§ **Description of the task**: Where a line contains "serde_json::from_slice(&bytes)", start there and write out that line and each one after it, word for word, through the final line of the entries; add nothing else.

§ **Material for the task**:
□ □ □ □ □

use crate::shell::seed;
use crate::shell::state::AppState;
use crate::tests::fixtures::engine::{TestStore, engine_with};
use axum::Router;
use axum::body::Body;
use axum::http::{Request, StatusCode};
use http_body_util::BodyExt;
use serde_json::Value;
use std::sync::Arc;
use tower::ServiceExt;

pub async fn demo_state() -> AppState {
    AppState {
        engine: Arc::new(seed::demo_engine().await.unwrap()),
    }
}

pub fn offline_state() -> AppState {
    let mut store = TestStore::new();
    store.toggle_offline();
    AppState {
        engine: Arc::new(engine_with(store)),
    }
}

pub fn json_request(method: &str, uri: &str, body: Value) -> Request<Body> {
    Request::builder()
        .method(method)
        .uri(uri)
        .header("content-type", "application/json")
        .body(Body::from(body.to_string()))
        .unwrap()
}

pub fn get_request(uri: &str) -> Request<Body> {
    Request::get(uri).body(Body::empty()).unwrap()
}

/// Sends one request and decodes the JSON body, `Null` when empty,
/// `String` when the body is not JSON (e.g. axum extractor rejections).
pub async fn send(app: Router, request: Request<Body>) -> (StatusCode, Value) {
    let response = app.oneshot(request).await.unwrap();
    let status = response.status();
    let bytes = response.into_body().collect().await.unwrap().to_bytes();
    let json = if bytes.is_empty() {
        Value::Null
    } else {
        serde_json::from_slice(&bytes)
            .unwrap_or_else(|_| Value::String(String::from_utf8_lossy(&bytes).into_owned()))
    };
    (status, json)
}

□ □ □ □ □

§ **Solution**:
        serde_json::from_slice(&bytes)
            .unwrap_or_else(|_| Value::String(String::from_utf8_lossy(&bytes).into_owned()))
    };
    (status, json)
}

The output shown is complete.